Approximately 1 in 500 persons in the general population carry a chromosome rearrangement. These individuals usually have a personal history or a family member with infertility, multiple miscarriages, stillbirths, or a child with chromosome abnormality. Chromosome rearrangements are associated with a wide range of phenotype in adult population. Anomalies of sexual development can also result from chromosomal abnormalities.

Diagnosis of disorders resulting from chromosome abnormalities requires cytogenetic testing to identify the cause of the disorder. This testing is available for adults, stillbirth, products of conception, prenatal diagnosis from amniocentesis, chorionic villi and cord blood samples.

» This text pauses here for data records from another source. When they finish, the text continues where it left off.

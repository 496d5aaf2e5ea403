//! Authentication module

pub mod context;
pub mod subscription;

// Re-export commonly used items
pub use context::{
    use_auth, use_auth_state, use_is_authenticated, AuthContext, AuthProvider, AuthProviderProps,
};
pub use subscription::{follow, ManagerRef};
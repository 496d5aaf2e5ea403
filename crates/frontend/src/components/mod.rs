mod spinner;
mod user_menu;

pub use spinner::LoadingSpinner as Spinner;
pub use user_menu::UserMenu;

Chromosome abnormalities are detected by cytogenetic testing which include standard karyotype analysis and/or Fluorescence In Situ Hybridization (FISH).  Karyotype analysis examines the number and the structure of the chromosomes in the cells.

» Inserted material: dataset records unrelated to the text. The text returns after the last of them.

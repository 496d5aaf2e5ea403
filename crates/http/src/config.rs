//! Configuration for the session client

use crate::client::{DEFAULT_PROFILES_TABLE, SessionClient};
use crate::ClientError;
use authstate_core::config::ENV_PREFIX;
use config::ConfigError;
use serde::{Deserialize, Serialize};
use std::path::Path;
use std::time::Duration;

/// Session client configuration
#[derive(Debug, Clone, PartialEq, Eq, Serialize, Deserialize)]
pub struct ClientConfig {
    /// Project URL, e.g. `https://xyz.example.co`
    pub base_url: String,

    /// Public API key sent with every request
    pub api_key: String,

    /// Token of an already established session
    #[serde(default)]
    pub access_token: Option<String>,

    /// Table holding `first_name`/`last_name` keyed by user id
    #[serde(default = "default_profiles_table")]
    pub profiles_table: String,

    /// Request timeout in seconds
    #[serde(default = "default_timeout_secs")]
    pub timeout_secs: u64,
}

fn default_profiles_table() -> String {
    DEFAULT_PROFILES_TABLE.to_string()
}

const fn default_timeout_secs() -> u64 {
    30
}

impl ClientConfig {
    pub fn new(base_url: impl Into<String>, api_key: impl Into<String>) -> Self {
        Self {
            base_url: base_url.into(),
            api_key: api_key.into(),
            access_token: None,
            profiles_table: default_profiles_table(),
            timeout_secs: default_timeout_secs(),
        }
    }

    /// Load configuration from file, with `AUTHSTATE_*` environment overrides
    ///
    /// # Errors
    ///
    /// Returns an error if the file cannot be read, parsed or fails validation
    pub fn from_file<P: AsRef<Path>>(path: P) -> Result<Self, ConfigError> {
        let settings = config::Config::builder()
            .add_source(config::File::from(path.as_ref()))
            .add_source(config::Environment::with_prefix(ENV_PREFIX))
            .build()?;

        let config: Self = settings.try_deserialize()?;
        config.validate()?;
        Ok(config)
    }

    /// Load configuration from environment variables
    ///
    /// # Errors
    ///
    /// Returns an error if `AUTHSTATE_BASE_URL` or `AUTHSTATE_API_KEY` is missing
    pub fn from_env() -> Result<Self, ConfigError> {
        let settings = config::Config::builder()
            .add_source(config::Environment::with_prefix(ENV_PREFIX))
            .build()?;

        let config: Self = settings.try_deserialize()?;
        config.validate()?;
        Ok(config)
    }

    /// Validate the configuration
    ///
    /// # Errors
    ///
    /// Returns an error describing the first invalid field
    pub fn validate(&self) -> Result<(), ConfigError> {
        if !(self.base_url.starts_with("http://") || self.base_url.starts_with("https://")) {
            return Err(ConfigError::Message(format!(
                "base_url must be an http(s) URL, got '{}'",
                self.base_url
            )));
        }
        if self.api_key.trim().is_empty() {
            return Err(ConfigError::Message("api_key must not be empty".to_string()));
        }
        if self.profiles_table.trim().is_empty() {
            return Err(ConfigError::Message(
                "profiles_table must not be empty".to_string(),
            ));
        }
        if self.timeout_secs == 0 {
            return Err(ConfigError::Message(
                "timeout_secs must be greater than zero".to_string(),
            ));
        }
        Ok(())
    }
}

impl SessionClient {
    /// Build a client from configuration
    pub fn from_config(config: &ClientConfig) -> Result<Self, ClientError> {
        let mut builder = Self::builder()
            .base_url(&config.base_url)
            .api_key(&config.api_key)
            .profiles_table(&config.profiles_table)
            .timeout(Duration::from_secs(config.timeout_secs));

        if let Some(token) = &config.access_token {
            builder = builder.access_token(token);
        }

        builder.build()
    }
}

Individual FISH tests are available for specific aneuploidies (change in chromosome number), common microdeletion/duplication syndromes and for subtelomeric rearrangements.

Benefits of Testing

  • Cytogenetic testing may be able to identify the cause for the miscarriage, stillbirth or perinatal death. This test can provide important information for prenatal diagnosis in future pregnancies for the family.
  • Parents of a child with chromosome abnormality can undergo preconception testing before deciding to become pregnant, and have an option for prenatal diagnosis during the next pregnancy.
  • Finding of a chromosome abnormality in an individual with infertility or history of repeated miscarriage can establish the diagnosis.
  • This test can help physician’s select appropriate treatments for patients including selection of assisted reproductive technology, fertility treatment and options for prenatal diagnosis.